We present the results of a contemporaneous photometric and spectroscopic monitoring of two RS CVn binaries, namely {lambda} And and II Peg. The aim of this work is to investigate the behavior of surface inhomogeneities in the atmospheres of the active components of these systems that have nearly the same temperatures but different gravities. The light curves and the modulation of the surface temperature, as recovered from line-depth ratios (LDRs), were used to map the photospheric spots, while the Hα emission was used as an indicator of chromospheric inhomogeneities. The spot temperatures and sizes were derived from a spot model applied to the contemporaneous light and temperature curves. We find larger and cooler spots on II Peg (T_sp≃3600K) than on λ And (T_sp≃3900K); this could be the result of both the difference in gravity and the higher activity level of the former. Moreover, we find a clear anti-correlation between the Hα emission and the photospheric diagnostics (temperature and light curves). We have detected a modulation in the intensity of the HeI D₃ line with the star rotation, suggesting surface features also in the upper chromosphere of these stars. A rough reconstruction of the 3D structure of their atmospheres was also performed by applying a spot/plage model to the light and temperature curves and to the Hα flux modulation. In addition, a strong flare affecting the Hα, the HeI D₃, and the cores of NaI D_1,2 lines has been observed on II Peg. The spot/plage configuration has been reconstructed in the visible component of λ And and II Peg, which have nearly the same temperature but very different gravities and rotation periods.
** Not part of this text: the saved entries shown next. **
//! Amiga period / note / finetune conversions.
//!
//! Shared by every Amiga-derived format (MOD, FC, Puma, Cinemaware,
//! Cooksey, Music Assembler). The reference pitch is the PAL convention:
//! period 428 plays a zero-finetune sample at 8363 Hz and means C-3 in
//! tracker octave terms.

use rm_ir::Note;

/// Period of C-3 (the reference note) on a PAL Amiga.
pub const AMIGA_C3_PERIOD: u16 = 428;

/// Mix rate of the reference note at zero finetune.
pub const AMIGA_C3_RATE: u32 = 8363;

/// ProTracker period table, octaves 1-3 (the 36 periods a MOD file can
/// legally contain), finetune 0.
const PERIODS: [u16; 36] = [
    856, 808, 762, 720, 678, 640, 604, 570, 538, 508, 480, 453, // octave 1
    428, 404, 381, 360, 339, 320, 302, 285, 269, 254, 240, 226, // octave 2 (C-3 ref)
    214, 202, 190, 180, 170, 160, 151, 143, 135, 127, 120, 113, // octave 3
];

/// Wire note value of the first table entry. PERIODS[12] = 428 = C-3,
/// so PERIODS[0] is C-2 = octave 2 * 12 + 1.
const FIRST_TABLE_NOTE: u8 = 25;

/// Convert an Amiga period to the nearest canonical note.
///
/// Period 0 means "no note". Out-of-table periods snap to the closest
/// entry, matching how the classic players treat detuned files.
pub fn period_to_note(period: u16) -> Note {
    if period == 0 {
        return Note::None;
    }

    let mut best_idx = 0usize;
    let mut best_diff = u32::MAX;
    for (i, &p) in PERIODS.iter().enumerate() {
        let diff = (period as i32 - p as i32).unsigned_abs();
        if diff < best_diff {
            best_diff = diff;
            best_idx = i;
        }
    }

    Note::On(FIRST_TABLE_NOTE + best_idx as u8)
}

/// Convert a canonical note back to an Amiga period. Notes outside the
/// 3-octave MOD range clamp to the table edges.
pub fn note_to_period(note: Note) -> u16 {
    match note {
        Note::On(n) => {
            let idx = (n as i16 - FIRST_TABLE_NOTE as i16).clamp(0, 35) as usize;
            PERIODS[idx]
        }
        _ => 0,
    }
}

/// Convert a MOD-style signed finetune (-8..=7, eighths of a semitone)
/// to the C-4 mix rate the canonical sample model carries.
pub fn finetune_to_c4speed(finetune: i8) -> u32 {
    if finetune == 0 {
        return AMIGA_C3_RATE;
    }
    // 2^(ft/96): each step is 1/8 semitone, 12 semitones per octave.
    let factor = (finetune as f64 / 96.0).exp2();
    (AMIGA_C3_RATE as f64 * factor).round() as u32
}

/// Decode the low-nibble finetune field of MOD-family sample headers
/// into a signed -8..=7 value.
pub fn nibble_finetune(raw: u8) -> i8 {
    let ft = (raw & 0x0F) as i8;
    if ft > 7 {
        ft - 16
    } else {
        ft
    }
}

#[cfg(test)]
mod tests {
    use super::*;

    #[test]
    fn reference_period_is_c3_at_8363() {
        // The canonical 1-sample scenario: period 428 must decode to C-3
        // with the 8363 Hz reference rate and no finetune offset.
        assert_eq!(period_to_note(AMIGA_C3_PERIOD), Note::On(37));
        assert_eq!(Note::On(37).octave(), Some(3));
        assert_eq!(Note::On(37).semitone(), Some(0)); // C
        assert_eq!(finetune_to_c4speed(0), 8363);
    }

    #[test]
    fn zero_period_is_no_note() {
        assert_eq!(period_to_note(0), Note::None);
    }

    #[test]
    fn round_trip_within_table() {
        for &p in &[856u16, 428, 214, 113, 640, 202] {
            assert_eq!(note_to_period(period_to_note(p)), p);
        }
    }

    #[test]
    fn detuned_period_snaps_to_nearest() {
        // 430 is closest to 428 (C-3)
        assert_eq!(period_to_note(430), period_to_note(428));
    }

    #[test]
    fn finetune_shifts_rate() {
        assert!(finetune_to_c4speed(7) > AMIGA_C3_RATE);
        assert!(finetune_to_c4speed(-8) < AMIGA_C3_RATE);
        // +8 finetune steps = one semitone = ratio 2^(1/12)
        let semitone_up = (AMIGA_C3_RATE as f64 * (1.0f64 / 12.0).exp2()).round() as u32;
        assert!((finetune_to_c4speed(7) as i64 - semitone_up as i64).abs() < 70);
    }

    #[test]
    fn nibble_finetune_sign_extends() {
        assert_eq!(nibble_finetune(0x0), 0);
        assert_eq!(nibble_finetune(0x7), 7);
        assert_eq!(nibble_finetune(0x8), -8);
        assert_eq!(nibble_finetune(0xF), -1);
    }
}
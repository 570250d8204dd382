//! Impulse Tracker compressed-sample decoder.
//!
//! Samples are stored as a sequence of independently decodable blocks,
//! each prefixed with its compressed byte length (u16 LE). Within a
//! block, bits are consumed LSB-first and decoded at a varying width
//! `w` (starting at 9 for 8-bit samples, 17 for 16-bit); escape values
//! grow, shrink or reset `w`, everything else is a signed delta added
//! to a running accumulator that wraps at the sample bit width. IT 2.15
//! files apply the delta filter twice.

use crate::FormatError;

const BLOCK_SAMPLES_8: usize = 0x8000;
const BLOCK_SAMPLES_16: usize = 0x4000;
/// Widths below this use the all-ones escape.
const LOW_WIDTH: u32 = 7;

/// LSB-first bit reader over one compressed block.
struct BitReader<'a> {
    data: &'a [u8],
    byte: usize,
    bit: u32,
}

impl<'a> BitReader<'a> {
    fn new(data: &'a [u8]) -> Self {
        Self { data, byte: 0, bit: 0 }
    }

    /// Read `n` bits (n <= 32). Returns None once the block is exhausted.
    fn read(&mut self, n: u32) -> Option<u32> {
        let mut value = 0u32;
        for i in 0..n {
            if self.byte >= self.data.len() {
                return None;
            }
            let bit = (self.data[self.byte] >> self.bit) & 1;
            value |= (bit as u32) << i;
            self.bit += 1;
            if self.bit == 8 {
                self.bit = 0;
                self.byte += 1;
            }
        }
        Some(value)
    }
}

/// Decompress an 8-bit IT sample to `length` frames.
///
/// `it215` enables the double-delta filter used by IT 2.15 files.
pub fn decompress_it_8bit(
    data: &[u8],
    length: usize,
    it215: bool,
) -> Result<Vec<i8>, FormatError> {
    let mut out: Vec<i8> = Vec::with_capacity(length);
    let mut pos = 0usize;

    while out.len() < length {
        if pos >= data.len() {
            // Input exhausted; caller pads the remainder.
            break;
        }
        if pos + 2 > data.len() {
            return Err(FormatError::UnexpectedEof);
        }
        let block_len = u16::from_le_bytes([data[pos], data[pos + 1]]) as usize;
        pos += 2;
        if pos + block_len > data.len() {
            return Err(FormatError::UnexpectedEof);
        }
        let block = &data[pos..pos + block_len];
        pos += block_len;

        let want = (length - out.len()).min(BLOCK_SAMPLES_8);
        decompress_block_8(block, want, it215, &mut out)?;
    }

    Ok(out)
}

fn decompress_block_8(
    block: &[u8],
    want: usize,
    it215: bool,
    out: &mut Vec<i8>,
) -> Result<(), FormatError> {
    let mut bits = BitReader::new(block);
    let mut width: u32 = 9;
    let mut acc: i8 = 0;
    let mut acc2: i8 = 0;
    let mut produced = 0usize;

    while produced < want {
        let raw = match bits.read(width) {
            Some(v) => v,
            // Input exhausted before the requested length: stop cleanly,
            // the caller pads the remainder with silence.
            None => break,
        };

        if width < LOW_WIDTH {
            // All-ones value widens by one, everything else is a delta
            // biased around zero.
            if raw == (1u32 << width) - 1 {
                width += 1;
                continue;
            }
            let delta = raw as i32 - ((1i32 << (width - 1)) - 1);
            acc = acc.wrapping_add(delta as i8);
        } else if width < 9 {
            let hi = 1u32 << (width - 1);
            if raw == hi {
                width += 1;
                continue;
            }
            if raw == hi + 1 {
                let new_w = bits.read(8).ok_or(FormatError::UnexpectedEof)?;
                if new_w == 0 || new_w > 9 {
                    return Err(FormatError::Corrupt("bad sample bit width"));
                }
                width = new_w;
                continue;
            }
            let delta = if raw < hi {
                raw as i32
            } else {
                raw as i32 - 2 * hi as i32
            };
            acc = acc.wrapping_add(delta as i8);
        } else {
            // Maximum width: low values are literal samples, the 0x100
            // range selects the next width.
            if raw < 0x100 {
                acc = raw as u8 as i8;
            } else {
                let new_w = (raw & 0xFF) + 1;
                if new_w > 9 {
                    return Err(FormatError::Corrupt("bad sample bit width"));
                }
                width = new_w;
                continue;
            }
        }

        let sample = if it215 {
            acc2 = acc2.wrapping_add(acc);
            acc2
        } else {
            acc
        };
        out.push(sample);
        produced += 1;
    }

    Ok(())
}

/// Decompress a 16-bit IT sample to `length` frames.
pub fn decompress_it_16bit(
    data: &[u8],
    length: usize,
    it215: bool,
) -> Result<Vec<i16>, FormatError> {
    let mut out: Vec<i16> = Vec::with_capacity(length);
    let mut pos = 0usize;

    while out.len() < length {
        if pos >= data.len() {
            break;
        }
        if pos + 2 > data.len() {
            return Err(FormatError::UnexpectedEof);
        }
        let block_len = u16::from_le_bytes([data[pos], data[pos + 1]]) as usize;
        pos += 2;
        if pos + block_len > data.len() {
            return Err(FormatError::UnexpectedEof);
        }
        let block = &data[pos..pos + block_len];
        pos += block_len;

        let want = (length - out.len()).min(BLOCK_SAMPLES_16);
        decompress_block_16(block, want, it215, &mut out)?;
    }

    Ok(out)
}

fn decompress_block_16(
    block: &[u8],
    want: usize,
    it215: bool,
    out: &mut Vec<i16>,
) -> Result<(), FormatError> {
    let mut bits = BitReader::new(block);
    let mut width: u32 = 17;
    let mut acc: i16 = 0;
    let mut acc2: i16 = 0;
    let mut produced = 0usize;

    while produced < want {
        let raw = match bits.read(width) {
            Some(v) => v,
            None => break,
        };

        if width < LOW_WIDTH {
            if raw == (1u32 << width) - 1 {
                width += 1;
                continue;
            }
            let delta = raw as i32 - ((1i32 << (width - 1)) - 1);
            acc = acc.wrapping_add(delta as i16);
        } else if width < 17 {
            let hi = 1u32 << (width - 1);
            if raw == hi {
                width += 1;
                continue;
            }
            if raw == hi + 1 {
                let new_w = bits.read(8).ok_or(FormatError::UnexpectedEof)?;
                if new_w == 0 || new_w > 17 {
                    return Err(FormatError::Corrupt("bad sample bit width"));
                }
                width = new_w;
                continue;
            }
            let delta = if raw < hi {
                raw as i32
            } else {
                raw as i32 - 2 * hi as i32
            };
            acc = acc.wrapping_add(delta as i16);
        } else {
            if raw < 0x10000 {
                acc = raw as u16 as i16;
            } else {
                let new_w = (raw & 0xFF) + 1;
                if new_w > 17 {
                    return Err(FormatError::Corrupt("bad sample bit width"));
                }
                width = new_w;
                continue;
            }
        }

        let sample = if it215 {
            acc2 = acc2.wrapping_add(acc);
            acc2
        } else {
            acc
        };
        out.push(sample);
        produced += 1;
    }

    Ok(())
}

#[cfg(test)]
mod tests {
    use super::*;

    /// LSB-first bit writer mirroring the decoder's reader.
    struct BitWriter {
        bytes: Vec<u8>,
        bit: u32,
    }

    impl BitWriter {
        fn new() -> Self {
            Self { bytes: Vec::new(), bit: 0 }
        }

        fn write(&mut self, value: u32, n: u32) {
            for i in 0..n {
                if self.bit == 0 {
                    self.bytes.push(0);
                }
                let b = (value >> i) & 1;
                let last = self.bytes.len() - 1;
                self.bytes[last] |= (b as u8) << self.bit;
                self.bit = (self.bit + 1) % 8;
            }
        }

        /// Wrap the bitstream in a length-prefixed block.
        fn into_block(self) -> Vec<u8> {
            let mut out = (self.bytes.len() as u16).to_le_bytes().to_vec();
            out.extend(self.bytes);
            out
        }
    }

    #[test]
    fn literal_samples_at_max_width() {
        let mut w = BitWriter::new();
        w.write(10, 9);
        w.write(250, 9); // 250 as u8 = -6
        let data = w.into_block();
        let out = decompress_it_8bit(&data, 2, false).unwrap();
        assert_eq!(out, vec![10, -6]);
    }

    #[test]
    fn width_decrease_then_deltas() {
        // Start at max width 9: emit literal 10, then switch to width 4
        // (escape 0x100 | 3), then delta-code around it.
        let mut w = BitWriter::new();
        w.write(10, 9); // literal 10
        w.write(0x100 | 3, 9); // new width = 3 + 1 = 4
        w.write(3, 4); // delta = 3 - 7 = -4 -> 6
        w.write(7, 4); // delta = 7 - 7 = 0 -> 6
        let data = w.into_block();
        let out = decompress_it_8bit(&data, 3, false).unwrap();
        assert_eq!(out, vec![10, 6, 6]);
    }

    #[test]
    fn width_increase_via_all_ones() {
        let mut w = BitWriter::new();
        w.write(0x100 | 3, 9); // width := 4
        w.write(0xF, 4); // all ones: width := 5
        w.write(20, 5); // delta = 20 - 15 = +5 -> 5
        let data = w.into_block();
        let out = decompress_it_8bit(&data, 1, false).unwrap();
        assert_eq!(out, vec![5]);
    }

    #[test]
    fn mid_width_escapes() {
        let mut w = BitWriter::new();
        w.write(0x100 | 6, 9); // width := 7 (mid range)
        let hi = 1u32 << 6;
        w.write(5, 7); // delta +5 -> 5
        w.write(hi, 7); // width := 8
        w.write(0x30, 8); // delta +0x30 -> 53
        let data = w.into_block();
        let out = decompress_it_8bit(&data, 2, false).unwrap();
        assert_eq!(out, vec![5, 53]);
    }

    #[test]
    fn mid_width_explicit_width_reset() {
        let mut w = BitWriter::new();
        w.write(0x100 | 6, 9); // width := 7
        let hi = 1u32 << 6;
        w.write(hi + 1, 7); // explicit width follows
        w.write(9, 8); // width := 9 again
        w.write(77, 9); // literal
        let data = w.into_block();
        let out = decompress_it_8bit(&data, 1, false).unwrap();
        assert_eq!(out, vec![77]);
    }

    #[test]
    fn negative_mid_width_delta() {
        let mut w = BitWriter::new();
        w.write(0x100 | 6, 9); // width := 7
        let hi = 1i32 << 6;
        w.write(50, 7); // +50
        w.write((2 * hi - 3) as u32, 7); // delta = -3 -> 47
        let data = w.into_block();
        let out = decompress_it_8bit(&data, 2, false).unwrap();
        assert_eq!(out, vec![50, 47]);
    }

    #[test]
    fn it215_double_delta() {
        let mut w = BitWriter::new();
        w.write(1, 9); // acc = 1, acc2 = 1
        w.write(1, 9); // acc = 1, acc2 = 2
        w.write(2, 9); // acc = 2, acc2 = 4
        let data = w.into_block();
        let out = decompress_it_8bit(&data, 3, true).unwrap();
        assert_eq!(out, vec![1, 2, 4]);
    }

    #[test]
    fn sixteen_bit_literals_and_deltas() {
        let mut w = BitWriter::new();
        w.write(1000, 17); // literal 1000
        w.write(0x10000 | 7, 17); // width := 8 (mid range)
        w.write(5, 8); // +5 -> 1005
        w.write(0xFB, 8); // -5 -> 1000
        let data = w.into_block();
        let out = decompress_it_16bit(&data, 3, false).unwrap();
        assert_eq!(out, vec![1000, 1005, 1000]);
    }

    #[test]
    fn truncated_block_is_an_error() {
        let data = [0x10, 0x00, 0xAA]; // claims 16 bytes, has 1
        assert_eq!(
            decompress_it_8bit(&data, 4, false),
            Err(FormatError::UnexpectedEof)
        );
    }

    #[test]
    fn exhausted_bits_stop_cleanly() {
        // A valid block that simply runs out of bits: decoder returns
        // what it produced rather than erroring.
        let mut w = BitWriter::new();
        w.write(9, 9);
        let data = w.into_block();
        let out = decompress_it_8bit(&data, 1, false).unwrap();
        assert_eq!(out, vec![9]);
    }
}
A close spatial association of photospheric and chromospheric active regions, at the time of our observations, was found in both stars. Larger and cooler spots were found on II Peg, the system with the active component of higher gravity and a higher activity level. The area ratio of plages to spots seems to decrease when the spots get bigger. Moreover, with both this and literature data, a correlation between the temperature difference ΔT=T_ph-T_sp and the surface gravity is also suggested.